Short shots happen when the mold doesn’t fill completely, leaving an incomplete part. The most common culprit is a narrow or blocked gate (the channel through which plastic enters the cavity), but overly viscous material, a cold mold, trapped air pockets, or insufficient injection pressure can also starve the fill. Flash, the thin excess material that squeezes out along the mold’s parting line, usually means the clamping force isn’t high enough or the mold surfaces are worn and no longer seal tightly.
What Molds Cost
The mold (also called tooling) is the biggest upfront expense in injection molding. Costs vary enormously depending on complexity, material, and how many parts you need to produce.
For low-volume prototype runs of 100 to 1,000 pieces, a 3D-printed or aluminum mold can cost as little as $100 to $1,000. A small, single-cavity aluminum mold for slightly higher volumes typically runs $1,500 to $5,000. Mid-volume production of 5,000 to 10,000 parts usually calls for a hardened steel mold in the $2,500 to $5,000 range. High-volume production exceeding 100,000 parts demands durable steel tooling that costs $25,000 to $75,000, with complex multi-cavity molds occasionally exceeding $100,000.
The economics flip as volume increases. Prototype molds are cheap upfront but the per-part cost stays high. High-volume steel molds require a large initial investment, but spreading that cost across hundreds of thousands of parts drops the per-unit price dramatically, often to pennies per piece.
Where Injection Molding Shows Up
Consumer products represent the most visible use: toys, kitchen utensils, storage containers, appliance housings, and electronics enclosures. But injection molding plays an equally large role in industries where precision and repeatability are non-negotiable.
In the medical field, the process produces suture anchors for arthroscopic surgeries, orthopedic bone plates and screws, endoscope housings, pacemaker and defibrillator housings, implantable dental abutments, and single-use surgical instruments. Some of these parts use specialized implantable-grade polymers certified for permanent placement inside the body. The automotive industry relies on injection molding for interior trim, dashboard components, under-hood parts, and structural brackets. Aerospace, electronics, and packaging round out the major sectors.
Sustainability and Biodegradable Materials
Traditional injection molding runs almost entirely on petroleum-based plastics, but the industry is actively developing biodegradable alternatives. Polylactic acid (PLA), thermoplastic starch blends, and a family of bio-based polyesters are being engineered as drop-in replacements for polyethylene and polypropylene, particularly in food and beverage packaging.
The requirements for these replacements are demanding.
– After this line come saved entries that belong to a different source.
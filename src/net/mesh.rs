//! TCP mesh — peer connections, handshake, duplicate resolution.
//!
//! The mesh manager is the exclusive owner of every peer connection. A
//! connection starts anonymous ("pending:ip:port") and is keyed by the
//! remote player's id once its HELLO arrives. Each connection runs two
//! small tasks: a reader that feeds bytes through a [`FrameCodec`] and
//! forwards decoded packets to the core loop, and a writer that drains a
//! best-effort outbound queue. Everything stateful happens on the core
//! loop via the methods here; the tasks never touch shared state.

use std::collections::{HashMap, HashSet};
use std::net::{IpAddr, Ipv4Addr, SocketAddr};

use log::{debug, info, warn};
use tokio::io::{AsyncReadExt, AsyncWriteExt};
use tokio::net::TcpStream;
use tokio::sync::mpsc;
use tokio_util::sync::CancellationToken;
use uuid::Uuid;

use super::codec::FrameCodec;
use super::protocol::{Hello, Packet, PeerEntry};

/// Identifies one TCP connection for the life of its socket. Stable
/// across the pending→identified rekey, unlike the display key.
pub(crate) type ConnId = u64;

/// Everything the socket tasks report back to the core loop.
pub(crate) enum NetEvent {
    /// The listener accepted an inbound connection.
    Accepted { stream: TcpStream, addr: SocketAddr },
    /// An outbound dial finished, successfully or not.
    DialDone {
        target: SocketAddr,
        result: std::io::Result<TcpStream>,
    },
    /// A full packet arrived on a connection.
    Packet { conn: ConnId, packet: Packet },
    /// A connection ended: remote close, socket error, or a protocol
    /// violation detected by the codec.
    Closed { conn: ConnId, reason: String },
}

/// One TCP connection and what we know about the player behind it.
pub(crate) struct Peer {
    /// Filled once HELLO arrives.
    pub id: Option<Uuid>,
    pub name: String,
    /// Remote address of the socket.
    pub addr: IpAddr,
    /// The port the remote *listens* on, learned from HELLO; 0 until then.
    pub listen_port: u16,
    /// True when we dialed this connection.
    pub outbound: bool,
    pub handshaken: bool,
    /// The address we dialed, for matching join attempts.
    pub dial_target: Option<SocketAddr>,
    writer: mpsc::UnboundedSender<Vec<u8>>,
    cancel: CancellationToken,
}

impl Peer {
    /// Display key for log messages.
    pub fn key(&self) -> String {
        match self.id {
            Some(id) => id.to_string(),
            None => format!("pending:{}:{}", self.addr, self.listen_port),
        }
    }
}

/// Result of a completed HELLO handshake, handed to the session layer.
pub(crate) struct HelloOutcome {
    pub id: Uuid,
    pub name: String,
    pub addr: IpAddr,
    pub listen_port: u16,
    pub is_room_creator: bool,
    pub host_uuid: Option<Uuid>,
    /// True when this HELLO re-identified an already known peer after
    /// duplicate-connection resolution (no roster change needed).
    pub replaced_existing: bool,
}

pub(crate) struct MeshManager {
    peers: HashMap<ConnId, Peer>,
    by_id: HashMap<Uuid, ConnId>,
    dialing: HashSet<SocketAddr>,
    /// Addresses that would loop back to our own listener.
    self_endpoints: HashSet<SocketAddr>,
    next_conn: ConnId,
    net_tx: mpsc::Sender<NetEvent>,
    cancel: CancellationToken,
}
They need to behave like conventional plastics during molding, with similar melt-flow characteristics and a density under 1 gram per cubic centimeter. They also need to be compatible with existing recycling systems and meet food-contact safety regulations. Some candidates offer home compostability or soil biodegradation, though materials that break down into toxic byproducts are excluded from consideration. The technology is still maturing, but the goal is clear: make injection-moldable plastics that perform identically during use and disappear responsibly afterward.